◆ WHAT THE TASK ASKS
Reproduce the records below exactly as they are written.
START LISTED ENTRIES
//! Recording fakes shared by the integration tests.

#![allow(dead_code)]

use std::collections::VecDeque;
use std::sync::atomic::{AtomicBool, Ordering};
use std::sync::Mutex;

use embedded_hal::delay::DelayNs;

use morse_gesture_link::hal::{HalError, MotionSample, MotionSensor, Panel};
use morse_gesture_link::link::LinkError;
use morse_gesture_link::LinkTx;

/// One call on the panel.
#[derive(Debug, Clone, PartialEq)]
pub enum PanelEvent {
    Indicator(bool),
    Clear,
    Glyph(String),
    Tone(u32, u32),
}

/// Panel that records every call.
#[derive(Debug, Default)]
pub struct RecordingPanel {
    pub events: Vec<PanelEvent>,
}

impl RecordingPanel {
    pub fn tones(&self) -> Vec<(u32, u32)> {
        self.events
            .iter()
            .filter_map(|e| match e {
                PanelEvent::Tone(hz, ms) => Some((*hz, *ms)),
                _ => None,
            })
            .collect()
    }

    pub fn glyphs(&self) -> Vec<String> {
        self.events
            .iter()
            .filter_map(|e| match e {
                PanelEvent::Glyph(g) => Some(g.clone()),
                _ => None,
            })
            .collect()
    }

    pub fn indicator_writes(&self) -> Vec<bool> {
        self.events
            .iter()
            .filter_map(|e| match e {
                PanelEvent::Indicator(on) => Some(*on),
                _ => None,
            })
            .collect()
    }
}

impl Panel for RecordingPanel {
    fn set_indicator(&mut self, on: bool) {
        self.events.push(PanelEvent::Indicator(on));
    }

    fn clear_surface(&mut self) {
        self.events.push(PanelEvent::Clear);
    }

    fn write_glyph(&mut self, text: &str) {
        self.events.push(PanelEvent::Glyph(text.to_string()));
    }

    fn play_tone(&mut self, frequency_hz: u32, duration_ms: u32) {
        self.events.push(PanelEvent::Tone(frequency_hz, duration_ms));
    }
}

/// Link that captures outbound bytes.
pub struct MockLink {
    sent: Mutex<Vec<u8>>,
    connected: AtomicBool,
}

impl MockLink {
    pub fn new() -> Self {
        Self {
            sent: Mutex::new(Vec::new()),
            connected: AtomicBool::new(true),
        }
    }

    pub fn disconnected() -> Self {
        let link = Self::new();
        link.set_connected(false);
        link
    }

    pub fn set_connected(&self, connected: bool) {
        self.connected.store(connected, Ordering::SeqCst);
    }

    pub fn sent(&self) -> Vec<u8> {
        self.sent.lock().unwrap().clone()
    }

    pub fn sent_str(&self) -> String {
        String::from_utf8_lossy(&self.sent()).into_owned()
    }

    pub fn clear(&self) {
        self.sent.lock().unwrap().clear();
    }
}

impl LinkTx for MockLink {
    fn is_connected(&self) -> bool {
        self.connected.load(Ordering::SeqCst)
    }

    fn write(&self, bytes: &[u8]) -> Result<(), LinkError> {
        self.sent.lock().unwrap().extend_from_slice(bytes);
        Ok(())
    }
}

/// Delay that only accumulates.
#[derive(Debug, Default)]
pub struct MockDelay {
    pub total_ns: u64,
}

impl MockDelay {
    pub fn total_ms(&self) -> u64 {
        self.total_ns / 1_000_000
    }
}

impl DelayNs for MockDelay {
    fn delay_ns(&mut self, ns: u32) {
        self.total_ns += ns as u64;
    }

    fn delay_ms(&mut self, ms: u32) {
        self.total_ns += ms as u64 * 1_000_000;
    }
}

/// Sensor replaying a scripted sequence. Holds the last sample once the
/// script runs out.
#[derive(Debug, Default)]
pub struct ScriptedSensor {
    pub samples: VecDeque<MotionSample>,
    pub last: MotionSample,
    /// Remaining `init_motion` calls that fail.
    pub init_failures: u32,
    pub init_calls: u32,
    /// Next `read_motion` fails.
    pub fail_next_read: bool,
}

impl ScriptedSensor {
    pub fn with_samples(samples: &[(f32, f32)]) -> Self {
        Self {
            samples: samples
                .iter()
                .map(|&(ax, ay)| MotionSample::planar(ax, ay))
                .collect(),
            ..Self::default()
        }
    }
}

impl MotionSensor for ScriptedSensor {
    fn init_motion(&mut self) -> Result<(), HalError> {
        self.init_calls += 1;
        if self.init_failures > 0 {
            self.init_failures -= 1;
            return Err(HalError::SensorNotReady);
        }
        Ok(())
    }

    fn read_motion(&mut self) -> Result<MotionSample, HalError> {
        if self.fail_next_read {
            self.fail_next_read = false;
            return Err(HalError::BusError);
        }
        if let Some(sample) = self.samples.pop_front() {
            self.last = sample;
        }
        Ok(self.last)
    }
}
END LISTED ENTRIES
◆ FINAL ANSWER
//! Recording fakes shared by the integration tests.

#![allow(dead_code)]

use std::collections::VecDeque;
use std::sync::atomic::{AtomicBool, Ordering};
use std::sync::Mutex;

use embedded_hal::delay::DelayNs;

use morse_gesture_link::hal::{HalError, MotionSample, MotionSensor, Panel};
use morse_gesture_link::link::LinkError;
use morse_gesture_link::LinkTx;

/// One call on the panel.
#[derive(Debug, Clone, PartialEq)]
pub enum PanelEvent {
    Indicator(bool),
    Clear,
    Glyph(String),
    Tone(u32, u32),
}

/// Panel that records every call.
#[derive(Debug, Default)]
pub struct RecordingPanel {
    pub events: Vec<PanelEvent>,
}

impl RecordingPanel {
    pub fn tones(&self) -> Vec<(u32, u32)> {
        self.events
            .iter()
            .filter_map(|e| match e {
                PanelEvent::Tone(hz, ms) => Some((*hz, *ms)),
                _ => None,
            })
            .collect()
    }

    pub fn glyphs(&self) -> Vec<String> {
        self.events
            .iter()
            .filter_map(|e| match e {
                PanelEvent::Glyph(g) => Some(g.clone()),
                _ => None,
            })
            .collect()
    }

    pub fn indicator_writes(&self) -> Vec<bool> {
        self.events
            .iter()
            .filter_map(|e| match e {
                PanelEvent::Indicator(on) => Some(*on),
                _ => None,
            })
            .collect()
    }
}

impl Panel for RecordingPanel {
    fn set_indicator(&mut self, on: bool) {
        self.events.push(PanelEvent::Indicator(on));
    }

    fn clear_surface(&mut self) {
        self.events.push(PanelEvent::Clear);
    }

    fn write_glyph(&mut self, text: &str) {
        self.events.push(PanelEvent::Glyph(text.to_string()));
    }

    fn play_tone(&mut self, frequency_hz: u32, duration_ms: u32) {
        self.events.push(PanelEvent::Tone(frequency_hz, duration_ms));
    }
}

/// Link that captures outbound bytes.
pub struct MockLink {
    sent: Mutex<Vec<u8>>,
    connected: AtomicBool,
}

impl MockLink {
    pub fn new() -> Self {
        Self {
            sent: Mutex::new(Vec::new()),
            connected: AtomicBool::new(true),
        }
    }

    pub fn disconnected() -> Self {
        let link = Self::new();
        link.set_connected(false);
        link
    }

    pub fn set_connected(&self, connected: bool) {
        self.connected.store(connected, Ordering::SeqCst);
    }

    pub fn sent(&self) -> Vec<u8> {
        self.sent.lock().unwrap().clone()
    }

    pub fn sent_str(&self) -> String {
        String::from_utf8_lossy(&self.sent()).into_owned()
    }

    pub fn clear(&self) {
        self.sent.lock().unwrap().clear();
    }
}

impl LinkTx for MockLink {
    fn is_connected(&self) -> bool {
        self.connected.load(Ordering::SeqCst)
    }

    fn write(&self, bytes: &[u8]) -> Result<(), LinkError> {
        self.sent.lock().unwrap().extend_from_slice(bytes);
        Ok(())
    }
}

/// Delay that only accumulates.
#[derive(Debug, Default)]
pub struct MockDelay {
    pub total_ns: u64,
}

impl MockDelay {
    pub fn total_ms(&self) -> u64 {
        self.total_ns / 1_000_000
    }
}

impl DelayNs for MockDelay {
    fn delay_ns(&mut self, ns: u32) {
        self.total_ns += ns as u64;
    }

    fn delay_ms(&mut self, ms: u32) {
        self.total_ns += ms as u64 * 1_000_000;
    }
}

/// Sensor replaying a scripted sequence. Holds the last sample once the
/// script runs out.
#[derive(Debug, Default)]
pub struct ScriptedSensor {
    pub samples: VecDeque<MotionSample>,
    pub last: MotionSample,
    /// Remaining `init_motion` calls that fail.
    pub init_failures: u32,
    pub init_calls: u32,
    /// Next `read_motion` fails.
    pub fail_next_read: bool,
}

impl ScriptedSensor {
    pub fn with_samples(samples: &[(f32, f32)]) -> Self {
        Self {
            samples: samples
                .iter()
                .map(|&(ax, ay)| MotionSample::planar(ax, ay))
                .collect(),
            ..Self::default()
        }
    }
}

impl MotionSensor for ScriptedSensor {
    fn init_motion(&mut self) -> Result<(), HalError> {
        self.init_calls += 1;
        if self.init_failures > 0 {
            self.init_failures -= 1;
            return Err(HalError::SensorNotReady);
        }
        Ok(())
    }

    fn read_motion(&mut self) -> Result<MotionSample, HalError> {
        if self.fail_next_read {
            self.fail_next_read = false;
            return Err(HalError::BusError);
        }
        if let Some(sample) = self.samples.pop_front() {
            self.last = sample;
        }
        Ok(self.last)
    }
}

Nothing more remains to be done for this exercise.